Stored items
+++

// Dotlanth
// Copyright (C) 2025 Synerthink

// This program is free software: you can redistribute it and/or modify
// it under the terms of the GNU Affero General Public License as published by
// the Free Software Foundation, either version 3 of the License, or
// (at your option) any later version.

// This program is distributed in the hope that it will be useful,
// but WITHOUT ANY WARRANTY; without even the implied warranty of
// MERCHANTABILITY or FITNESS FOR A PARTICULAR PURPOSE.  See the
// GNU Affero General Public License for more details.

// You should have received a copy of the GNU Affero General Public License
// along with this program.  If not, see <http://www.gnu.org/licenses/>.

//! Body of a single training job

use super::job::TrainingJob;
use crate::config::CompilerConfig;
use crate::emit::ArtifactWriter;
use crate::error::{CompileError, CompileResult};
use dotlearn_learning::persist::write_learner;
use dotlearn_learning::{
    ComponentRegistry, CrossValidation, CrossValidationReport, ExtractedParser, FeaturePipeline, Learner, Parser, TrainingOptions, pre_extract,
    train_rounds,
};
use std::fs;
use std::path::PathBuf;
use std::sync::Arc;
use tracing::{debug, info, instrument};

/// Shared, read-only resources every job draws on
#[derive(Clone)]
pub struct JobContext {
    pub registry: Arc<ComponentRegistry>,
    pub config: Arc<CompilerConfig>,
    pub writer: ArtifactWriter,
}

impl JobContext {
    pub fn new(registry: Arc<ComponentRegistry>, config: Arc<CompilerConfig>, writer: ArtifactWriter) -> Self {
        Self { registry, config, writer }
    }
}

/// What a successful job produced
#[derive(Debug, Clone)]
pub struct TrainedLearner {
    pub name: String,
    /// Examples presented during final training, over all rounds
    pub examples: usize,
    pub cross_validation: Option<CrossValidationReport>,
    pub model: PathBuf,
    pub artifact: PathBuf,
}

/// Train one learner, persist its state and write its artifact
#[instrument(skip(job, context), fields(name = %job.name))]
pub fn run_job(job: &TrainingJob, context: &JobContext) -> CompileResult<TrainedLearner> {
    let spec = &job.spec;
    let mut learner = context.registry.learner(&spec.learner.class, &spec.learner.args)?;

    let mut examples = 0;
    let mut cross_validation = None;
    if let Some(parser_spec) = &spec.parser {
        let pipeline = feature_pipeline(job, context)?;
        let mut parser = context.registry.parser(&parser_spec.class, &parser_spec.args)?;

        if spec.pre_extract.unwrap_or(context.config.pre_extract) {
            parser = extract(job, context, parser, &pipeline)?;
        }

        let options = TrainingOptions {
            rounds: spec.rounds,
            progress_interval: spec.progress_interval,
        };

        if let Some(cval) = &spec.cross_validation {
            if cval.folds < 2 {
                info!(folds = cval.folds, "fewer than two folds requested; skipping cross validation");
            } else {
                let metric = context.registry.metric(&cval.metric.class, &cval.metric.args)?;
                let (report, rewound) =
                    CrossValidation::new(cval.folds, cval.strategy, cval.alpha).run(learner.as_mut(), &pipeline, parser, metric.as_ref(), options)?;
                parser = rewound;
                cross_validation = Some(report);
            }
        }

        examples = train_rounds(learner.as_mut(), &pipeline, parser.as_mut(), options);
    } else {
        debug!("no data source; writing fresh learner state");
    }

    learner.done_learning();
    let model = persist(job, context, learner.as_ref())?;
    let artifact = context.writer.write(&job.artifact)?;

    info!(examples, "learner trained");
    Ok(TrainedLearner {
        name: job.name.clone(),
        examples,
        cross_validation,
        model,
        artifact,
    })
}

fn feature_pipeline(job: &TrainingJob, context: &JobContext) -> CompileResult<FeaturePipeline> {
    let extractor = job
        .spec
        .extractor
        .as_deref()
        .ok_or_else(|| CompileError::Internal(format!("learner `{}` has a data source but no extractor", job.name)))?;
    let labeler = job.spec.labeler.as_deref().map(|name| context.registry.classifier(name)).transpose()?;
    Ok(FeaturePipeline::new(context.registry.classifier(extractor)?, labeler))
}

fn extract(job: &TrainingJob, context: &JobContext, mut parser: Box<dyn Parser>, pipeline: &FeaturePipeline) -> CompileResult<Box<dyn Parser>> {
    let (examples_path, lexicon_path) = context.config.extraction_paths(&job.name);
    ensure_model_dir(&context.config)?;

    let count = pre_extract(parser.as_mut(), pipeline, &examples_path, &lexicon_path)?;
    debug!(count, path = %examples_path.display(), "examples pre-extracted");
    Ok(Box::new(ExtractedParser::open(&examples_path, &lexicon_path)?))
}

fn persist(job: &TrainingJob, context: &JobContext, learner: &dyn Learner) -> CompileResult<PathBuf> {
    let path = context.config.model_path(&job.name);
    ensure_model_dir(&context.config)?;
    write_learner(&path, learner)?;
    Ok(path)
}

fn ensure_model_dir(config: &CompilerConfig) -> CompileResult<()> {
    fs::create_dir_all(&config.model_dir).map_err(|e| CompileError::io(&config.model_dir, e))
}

+++

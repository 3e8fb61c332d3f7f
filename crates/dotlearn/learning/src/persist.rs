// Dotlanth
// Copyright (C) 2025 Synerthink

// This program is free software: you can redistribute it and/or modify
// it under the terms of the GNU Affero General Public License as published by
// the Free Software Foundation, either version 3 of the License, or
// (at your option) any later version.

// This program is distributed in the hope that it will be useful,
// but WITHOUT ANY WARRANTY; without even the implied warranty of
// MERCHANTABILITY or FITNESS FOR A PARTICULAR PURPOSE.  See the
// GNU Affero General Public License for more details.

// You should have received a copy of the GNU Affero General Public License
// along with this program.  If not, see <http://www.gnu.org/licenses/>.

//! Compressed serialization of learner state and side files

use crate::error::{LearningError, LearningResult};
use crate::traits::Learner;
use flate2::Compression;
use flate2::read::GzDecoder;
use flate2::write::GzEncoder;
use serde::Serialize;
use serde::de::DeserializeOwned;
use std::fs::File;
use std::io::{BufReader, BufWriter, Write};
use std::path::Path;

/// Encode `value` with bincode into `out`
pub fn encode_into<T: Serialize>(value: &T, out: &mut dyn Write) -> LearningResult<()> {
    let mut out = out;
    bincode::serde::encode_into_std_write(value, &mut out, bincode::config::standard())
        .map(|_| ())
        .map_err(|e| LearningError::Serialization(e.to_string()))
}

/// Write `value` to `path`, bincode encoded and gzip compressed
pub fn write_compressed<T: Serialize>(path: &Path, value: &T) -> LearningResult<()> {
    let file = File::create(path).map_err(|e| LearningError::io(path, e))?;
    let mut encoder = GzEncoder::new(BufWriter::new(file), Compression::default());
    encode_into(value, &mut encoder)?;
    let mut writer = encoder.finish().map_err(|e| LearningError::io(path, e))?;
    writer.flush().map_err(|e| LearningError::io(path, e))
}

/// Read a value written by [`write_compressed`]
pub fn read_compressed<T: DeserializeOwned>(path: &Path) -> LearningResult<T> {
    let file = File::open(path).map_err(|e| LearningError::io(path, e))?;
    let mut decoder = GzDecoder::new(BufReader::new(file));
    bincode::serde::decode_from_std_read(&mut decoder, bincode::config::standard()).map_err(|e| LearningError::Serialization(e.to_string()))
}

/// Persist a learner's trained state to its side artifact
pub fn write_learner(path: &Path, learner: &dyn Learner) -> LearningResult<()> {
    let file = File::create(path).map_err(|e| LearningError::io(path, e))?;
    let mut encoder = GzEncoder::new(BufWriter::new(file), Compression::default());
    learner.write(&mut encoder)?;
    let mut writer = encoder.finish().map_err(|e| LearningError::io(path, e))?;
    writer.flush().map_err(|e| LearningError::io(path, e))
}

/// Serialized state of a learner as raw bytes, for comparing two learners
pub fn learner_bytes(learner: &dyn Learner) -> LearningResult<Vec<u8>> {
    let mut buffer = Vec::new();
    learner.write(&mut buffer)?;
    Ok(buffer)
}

+++

▶ [What needs to be done]
From the records above, copy each line where the word "ArtifactWriter" can be found.

▶ [Answer box]
use crate::emit::ArtifactWriter;
    pub writer: ArtifactWriter,
    pub fn new(registry: Arc<ComponentRegistry>, config: Arc<CompilerConfig>, writer: ArtifactWriter) -> Self {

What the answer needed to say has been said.